When the producers confirmed that, unlike overseas versions of Married at First Sight, the Australian series would not involve legally binding marriages, and that the overall process would be transparent to the individuals involved, I signed up. I was curious and hopeful that the initial shock factor of the arranged marriage premise would ease to create conversation, and for those who choose to watch the show, may even contribute to some degree of self-reflection about the often undiscussed expectations, patterns and vulnerabilities we all bring to relationships.

As a psychologist, it is an honour to share the lives of people who trust me with their deepest wounds and internal thoughts.
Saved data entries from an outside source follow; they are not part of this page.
//! HTTP transport backed by `reqwest`.

use async_trait::async_trait;
use reqwest::{Client, Method};
use tracing::debug;

use super::Transport;
use crate::error::{TransportError, TransportResult};
use crate::request::ResourceRequest;
use crate::response::Response;

/// Transport over the real network.
/// Clone is cheap - reqwest::Client uses Arc internally for connection pooling.
#[derive(Clone)]
pub struct HttpTransport {
    client: Client,
}

impl HttpTransport {
    /// No request timeout is configured: a hung fetch stays pending until the
    /// caller drops it.
    pub fn new() -> TransportResult<Self> {
        let client = Client::builder().build()?;
        Ok(Self { client })
    }

    pub fn with_client(client: Client) -> Self {
        Self { client }
    }
}

#[async_trait]
impl Transport for HttpTransport {
    async fn fetch(&self, request: &ResourceRequest) -> TransportResult<Response> {
        let method = Method::from_bytes(request.method().as_bytes()).map_err(|e| {
            TransportError::InvalidRequest {
                message: format!("invalid method {}: {}", request.method(), e),
            }
        })?;

        let mut builder = self.client.request(method, request.url().clone());
        for (name, value) in request.headers() {
            builder = builder.header(name.as_str(), value.as_str());
        }

        let response = builder.send().await?;
        let status = response.status().as_u16();
        let headers = response
            .headers()
            .iter()
            .filter_map(|(name, value)| {
                value
                    .to_str()
                    .ok()
                    .map(|v| (name.as_str().to_string(), v.to_string()))
            })
            .collect();
        let body = response.bytes().await?.to_vec();

        debug!(url = %request.url(), status, bytes = body.len(), "Network fetch complete");
        Ok(Response {
            status,
            headers,
            body,
        })
    }
}
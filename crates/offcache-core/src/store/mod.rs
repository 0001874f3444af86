//! Version store registry.
//!
//! A registry holds named stores; each store maps identifiers to stored
//! responses. Exactly one store name is "current" for a running engine, the
//! rest are leftovers from earlier versions waiting to be pruned.
//!
//! Two backends are provided:
//! - [`MemoryRegistry`]: in-process, for tests and embedders
//! - [`FsRegistry`]: one directory per store, one atomically written file per entry
//!
//! Every operation may fail with [`StoreError`](crate::error::StoreError); the
//! registry reports failures and leaves tolerance to its callers.

pub mod fs;
pub mod memory;

use async_trait::async_trait;

use crate::error::StoreResult;
use crate::request::Identifier;
use crate::response::StoredResponse;

pub use fs::FsRegistry;
pub use memory::MemoryRegistry;

/// A single named store.
///
/// Handles are cheap to clone and share the same underlying entries.
#[async_trait]
pub trait VersionStore: Clone + Send + Sync + 'static {
    fn name(&self) -> &str;

    async fn get(&self, identifier: &Identifier) -> StoreResult<Option<StoredResponse>>;

    /// Replace any entry for `response.identifier`. The write is all or
    /// nothing: on failure the previous entry is left intact.
    async fn put(&self, response: StoredResponse) -> StoreResult<()>;

    async fn keys(&self) -> StoreResult<Vec<Identifier>>;

    async fn len(&self) -> StoreResult<usize> {
        Ok(self.keys().await?.len())
    }

    async fn is_empty(&self) -> StoreResult<bool> {
        Ok(self.len().await? == 0)
    }
}

#[async_trait]
pub trait StoreRegistry: Send + Sync + 'static {
    type Store: VersionStore;

    /// Open a store, creating it empty if absent. Idempotent.
    async fn open(&self, name: &str) -> StoreResult<Self::Store>;

    async fn list_names(&self) -> StoreResult<Vec<String>>;

    /// Remove a store and all its entries. Returns whether it existed.
    async fn delete(&self, name: &str) -> StoreResult<bool>;
}
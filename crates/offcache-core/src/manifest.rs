//! Asset manifest: what the installer puts into a fresh store.

use serde::{Deserialize, Serialize};

/// Assets a minimal installable web app needs to open offline.
const DEFAULT_MANDATORY: [&str; 4] = [
    "./index.html",
    "./manifest.webmanifest",
    "./icon-192.png",
    "./icon-512.png",
];

/// Ordered asset references, partitioned by whether their absence blocks
/// installation. Entries are resolved against the application's base URL, so
/// both relative (`./index.html`) and absolute URLs are accepted.
#[derive(Debug, Clone, PartialEq, Eq, Serialize, Deserialize)]
pub struct AssetManifest {
    #[serde(default)]
    pub mandatory: Vec<String>,
    #[serde(default)]
    pub optional: Vec<String>,
}

impl AssetManifest {
    pub fn new<M, O>(mandatory: M, optional: O) -> Self
    where
        M: IntoIterator,
        M::Item: Into<String>,
        O: IntoIterator,
        O::Item: Into<String>,
    {
        Self {
            mandatory: mandatory.into_iter().map(Into::into).collect(),
            optional: optional.into_iter().map(Into::into).collect(),
        }
    }

    pub fn len(&self) -> usize {
        self.mandatory.len() + self.optional.len()
    }

    pub fn is_empty(&self) -> bool {
        self.len() == 0
    }
}

impl Default for AssetManifest {
    fn default() -> Self {
        Self::new(DEFAULT_MANDATORY, Vec::<String>::new())
    }
}
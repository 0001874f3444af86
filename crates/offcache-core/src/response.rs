//! Responses as seen by the engine: what the network returned, what a store
//! holds, and what gets handed back to the application.

use chrono::{DateTime, Utc};

use crate::request::Identifier;

/// Status code of the synthetic "resource unavailable" response.
pub const SERVICE_UNAVAILABLE: u16 = 503;

/// Body of the synthetic response for an external resource.
pub const UNAVAILABLE_BODY: &str =
    "This resource is unavailable offline and has not been cached yet.";

/// Body of the synthetic response when even the offline document is missing.
pub const OFFLINE_BODY: &str = "You are offline and this page has not been cached yet.";

#[derive(Debug, Clone, PartialEq, Eq)]
pub struct Response {
    pub status: u16,
    pub headers: Vec<(String, String)>,
    pub body: Vec<u8>,
}

impl Response {
    pub fn new(status: u16, body: impl Into<Vec<u8>>) -> Self {
        Self {
            status,
            headers: Vec::new(),
            body: body.into(),
        }
    }

    pub fn with_header(mut self, name: impl Into<String>, value: impl Into<String>) -> Self {
        self.headers.push((name.into(), value.into()));
        self
    }

    /// Synthesized `503 Service Unavailable` with a plain-text explanation.
    pub fn service_unavailable(message: &str) -> Self {
        Self::new(SERVICE_UNAVAILABLE, message.as_bytes().to_vec())
            .with_header("content-type", "text/plain; charset=utf-8")
    }

    /// Success-class status (2xx). Only these are ever written to a store.
    pub fn is_success(&self) -> bool {
        (200..300).contains(&self.status)
    }

    /// Case-insensitive header lookup.
    pub fn header(&self, name: &str) -> Option<&str> {
        self.headers
            .iter()
            .find(|(k, _)| k.eq_ignore_ascii_case(name))
            .map(|(_, v)| v.as_str())
    }

    pub fn text(&self) -> String {
        String::from_utf8_lossy(&self.body).into_owned()
    }

    /// Canonical reason phrase, empty for unregistered codes.
    pub fn reason(&self) -> &'static str {
        reqwest::StatusCode::from_u16(self.status)
            .ok()
            .and_then(|status| status.canonical_reason())
            .unwrap_or("")
    }

    pub fn into_stored(self, identifier: Identifier) -> StoredResponse {
        StoredResponse {
            identifier,
            status: self.status,
            headers: self.headers,
            body: self.body,
            stored_at: Utc::now(),
        }
    }
}

/// A response held by a version store, keyed by its identifier.
#[derive(Debug, Clone, PartialEq, Eq)]
pub struct StoredResponse {
    pub identifier: Identifier,
    pub status: u16,
    pub headers: Vec<(String, String)>,
    pub body: Vec<u8>,
    pub stored_at: DateTime<Utc>,
}

impl StoredResponse {
    pub fn to_response(&self) -> Response {
        Response {
            status: self.status,
            headers: self.headers.clone(),
            body: self.body.clone(),
        }
    }

    /// Age in its largest whole unit, for listings.
    pub fn age_display(&self) -> String {
        let age = Utc::now().signed_duration_since(self.stored_at);
        if age.num_days() > 0 {
            format!("{}d ago", age.num_days())
        } else if age.num_hours() > 0 {
            format!("{}h ago", age.num_hours())
        } else if age.num_minutes() > 0 {
            format!("{}m ago", age.num_minutes())
        } else {
            "just now".to_string()
        }
    }
}

/// Where the engine got the response it returned.
#[derive(Debug, Clone, Copy, PartialEq, Eq)]
pub enum ResponseSource {
    Store,
    Network,
    /// The offline fallback document, served in place of the request.
    Fallback,
    /// Synthesized by the engine (503).
    Synthetic,
}
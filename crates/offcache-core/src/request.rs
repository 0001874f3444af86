//! Resource requests and their normalization into cache identifiers.
//!
//! A request for the application's own origin is keyed by its origin-relative
//! path (plus query), anything else by its absolute URL. Fragments never take
//! part in the key.

use std::fmt;

use serde::{Deserialize, Serialize};
use url::Url;

/// Normalized cache key for a requested resource.
#[derive(Debug, Clone, PartialEq, Eq, Hash, PartialOrd, Ord, Serialize, Deserialize)]
#[serde(transparent)]
pub struct Identifier(String);

impl Identifier {
    pub fn new(key: impl Into<String>) -> Self {
        Self(key.into())
    }

    pub fn as_str(&self) -> &str {
        &self.0
    }
}

impl fmt::Display for Identifier {
    fn fmt(&self, f: &mut fmt::Formatter<'_>) -> fmt::Result {
        f.write_str(&self.0)
    }
}

/// Whether a request targets the application's own origin.
#[derive(Debug, Clone, Copy, PartialEq, Eq, Serialize, Deserialize)]
#[serde(rename_all = "lowercase")]
pub enum OriginClass {
    Local,
    External,
}

/// An intercepted outgoing request. Immutable once built.
#[derive(Debug, Clone)]
pub struct ResourceRequest {
    method: String,
    url: Url,
    headers: Vec<(String, String)>,
}

impl ResourceRequest {
    pub fn new(method: &str, url: Url) -> Self {
        Self {
            method: method.to_ascii_uppercase(),
            url,
            headers: Vec::new(),
        }
    }

    pub fn get(url: Url) -> Self {
        Self::new("GET", url)
    }

    pub fn with_header(mut self, name: impl Into<String>, value: impl Into<String>) -> Self {
        self.headers.push((name.into(), value.into()));
        self
    }

    pub fn method(&self) -> &str {
        &self.method
    }

    pub fn url(&self) -> &Url {
        &self.url
    }

    pub fn headers(&self) -> &[(String, String)] {
        &self.headers
    }

    pub fn is_get(&self) -> bool {
        self.method == "GET"
    }
}

/// Classify a request and derive its cache key.
///
/// Pure function of the request URL and the application's base URL; the
/// classification is recomputed on every call.
pub fn normalize(request: &ResourceRequest, app_base: &Url) -> (Identifier, OriginClass) {
    identify(request.url(), app_base)
}

/// Same as [`normalize`] for a bare URL (manifest entries, fallback document).
pub fn identify(url: &Url, app_base: &Url) -> (Identifier, OriginClass) {
    if url.origin() == app_base.origin() {
        let key = match url.query() {
            Some(query) => format!("{}?{}", url.path(), query),
            None => url.path().to_string(),
        };
        (Identifier(key), OriginClass::Local)
    } else {
        let mut absolute = url.clone();
        absolute.set_fragment(None);
        (Identifier(absolute.to_string()), OriginClass::External)
    }
}

/// Resolve a manifest-style reference (`./index.html`, `/app.js`,
/// `https://cdn.example/lib.js`) against the application's base URL.
pub fn resolve(reference: &str, app_base: &Url) -> Result<Url, url::ParseError> {
    app_base.join(reference)
}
I consider it a privilege to work alongside people as they navigate the twists and turns that life brings. It’s a shame that most people tend to seek counselling only when they are in pain and stuck, although the rise of positivepsychology is helping us to appreciate the benefits of focusing on our strengths to thrive, rather than just trying to “fix” what we perceive is broken.

Lachlan and Clare from Australia's 'Married at first sight'.

Nonetheless, the average couple struggling to connect wait 6 years before they seek professional help. By that time, one or both partners often feel hurt, disappointed, lonely, helpless, and hopeless. The average marriage lasts 12 years, suggesting many people spend a meaningful chunk of married life with room for significant improvement.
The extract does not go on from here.